**Required work:** Look through the lines below; wherever the word "BillItem" appears, copy that line.

**Supplied entries:**
========

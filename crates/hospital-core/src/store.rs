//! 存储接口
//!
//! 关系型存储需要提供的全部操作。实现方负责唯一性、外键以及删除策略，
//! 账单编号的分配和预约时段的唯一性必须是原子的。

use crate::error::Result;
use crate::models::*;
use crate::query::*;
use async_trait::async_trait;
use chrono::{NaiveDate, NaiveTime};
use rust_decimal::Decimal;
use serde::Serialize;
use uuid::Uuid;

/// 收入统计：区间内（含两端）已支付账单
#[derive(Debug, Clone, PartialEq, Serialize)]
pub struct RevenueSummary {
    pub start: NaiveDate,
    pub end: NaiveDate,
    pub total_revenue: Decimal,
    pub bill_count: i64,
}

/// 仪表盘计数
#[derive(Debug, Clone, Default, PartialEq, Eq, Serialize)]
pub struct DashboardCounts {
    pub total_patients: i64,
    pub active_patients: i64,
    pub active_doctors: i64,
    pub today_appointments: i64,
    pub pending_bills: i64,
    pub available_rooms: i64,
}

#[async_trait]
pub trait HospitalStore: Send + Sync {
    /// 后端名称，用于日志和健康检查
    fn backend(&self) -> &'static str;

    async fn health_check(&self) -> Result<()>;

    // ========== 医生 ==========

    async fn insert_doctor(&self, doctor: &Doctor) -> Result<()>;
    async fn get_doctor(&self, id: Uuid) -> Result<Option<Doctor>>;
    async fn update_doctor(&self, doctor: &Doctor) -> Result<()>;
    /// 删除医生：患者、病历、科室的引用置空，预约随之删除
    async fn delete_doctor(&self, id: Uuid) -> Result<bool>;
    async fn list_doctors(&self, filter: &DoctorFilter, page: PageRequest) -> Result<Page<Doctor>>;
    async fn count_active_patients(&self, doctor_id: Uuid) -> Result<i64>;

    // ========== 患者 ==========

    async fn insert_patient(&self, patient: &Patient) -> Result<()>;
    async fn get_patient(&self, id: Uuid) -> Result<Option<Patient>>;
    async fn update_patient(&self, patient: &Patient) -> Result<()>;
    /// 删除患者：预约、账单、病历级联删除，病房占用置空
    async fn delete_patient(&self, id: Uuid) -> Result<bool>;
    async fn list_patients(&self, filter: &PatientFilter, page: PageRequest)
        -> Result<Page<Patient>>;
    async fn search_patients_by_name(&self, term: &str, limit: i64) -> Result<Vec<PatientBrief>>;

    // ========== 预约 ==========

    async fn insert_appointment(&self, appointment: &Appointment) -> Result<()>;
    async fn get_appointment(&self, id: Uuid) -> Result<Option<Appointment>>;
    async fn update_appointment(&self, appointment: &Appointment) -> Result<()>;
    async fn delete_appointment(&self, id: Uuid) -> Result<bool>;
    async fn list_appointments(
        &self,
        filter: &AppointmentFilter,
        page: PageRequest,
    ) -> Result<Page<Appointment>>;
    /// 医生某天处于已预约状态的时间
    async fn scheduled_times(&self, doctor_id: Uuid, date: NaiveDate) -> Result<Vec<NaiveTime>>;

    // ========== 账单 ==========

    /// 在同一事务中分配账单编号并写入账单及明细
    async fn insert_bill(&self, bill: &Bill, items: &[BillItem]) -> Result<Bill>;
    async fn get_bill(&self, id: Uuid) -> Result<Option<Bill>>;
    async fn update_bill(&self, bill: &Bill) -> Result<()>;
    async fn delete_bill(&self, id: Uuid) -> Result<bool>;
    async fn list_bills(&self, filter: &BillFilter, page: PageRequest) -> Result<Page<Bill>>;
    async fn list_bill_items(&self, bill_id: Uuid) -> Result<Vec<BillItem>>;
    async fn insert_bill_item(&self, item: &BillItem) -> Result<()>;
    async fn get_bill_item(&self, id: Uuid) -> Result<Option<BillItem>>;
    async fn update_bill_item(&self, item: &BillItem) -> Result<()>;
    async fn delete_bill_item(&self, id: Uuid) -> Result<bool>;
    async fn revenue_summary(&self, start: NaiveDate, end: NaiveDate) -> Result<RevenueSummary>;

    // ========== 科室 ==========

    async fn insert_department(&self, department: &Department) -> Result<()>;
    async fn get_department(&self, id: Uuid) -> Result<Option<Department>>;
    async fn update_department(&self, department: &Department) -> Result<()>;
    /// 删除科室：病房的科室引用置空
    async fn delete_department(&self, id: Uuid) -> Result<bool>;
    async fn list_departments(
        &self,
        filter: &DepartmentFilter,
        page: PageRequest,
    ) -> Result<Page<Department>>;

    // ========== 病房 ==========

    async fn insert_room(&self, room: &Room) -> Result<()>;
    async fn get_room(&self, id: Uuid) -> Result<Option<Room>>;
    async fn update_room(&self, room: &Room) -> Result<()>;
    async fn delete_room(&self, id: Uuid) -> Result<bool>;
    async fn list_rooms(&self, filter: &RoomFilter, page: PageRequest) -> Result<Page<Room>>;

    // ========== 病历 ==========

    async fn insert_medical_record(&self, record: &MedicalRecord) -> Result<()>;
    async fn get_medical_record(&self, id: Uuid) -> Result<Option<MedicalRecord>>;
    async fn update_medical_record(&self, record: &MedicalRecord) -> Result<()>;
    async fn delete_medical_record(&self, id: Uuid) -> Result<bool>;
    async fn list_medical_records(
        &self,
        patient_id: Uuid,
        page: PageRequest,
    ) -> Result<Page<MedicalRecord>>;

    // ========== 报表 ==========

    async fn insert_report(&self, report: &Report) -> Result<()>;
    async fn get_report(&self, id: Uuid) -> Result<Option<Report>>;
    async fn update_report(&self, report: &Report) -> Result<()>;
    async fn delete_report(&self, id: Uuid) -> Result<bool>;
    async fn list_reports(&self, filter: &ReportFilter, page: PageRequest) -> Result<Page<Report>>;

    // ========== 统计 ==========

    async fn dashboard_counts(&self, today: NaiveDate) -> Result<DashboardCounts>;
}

========

**Expected output:**
    async fn insert_bill(&self, bill: &Bill, items: &[BillItem]) -> Result<Bill>;
    async fn list_bill_items(&self, bill_id: Uuid) -> Result<Vec<BillItem>>;
    async fn insert_bill_item(&self, item: &BillItem) -> Result<()>;
    async fn get_bill_item(&self, id: Uuid) -> Result<Option<BillItem>>;
    async fn update_bill_item(&self, item: &BillItem) -> Result<()>;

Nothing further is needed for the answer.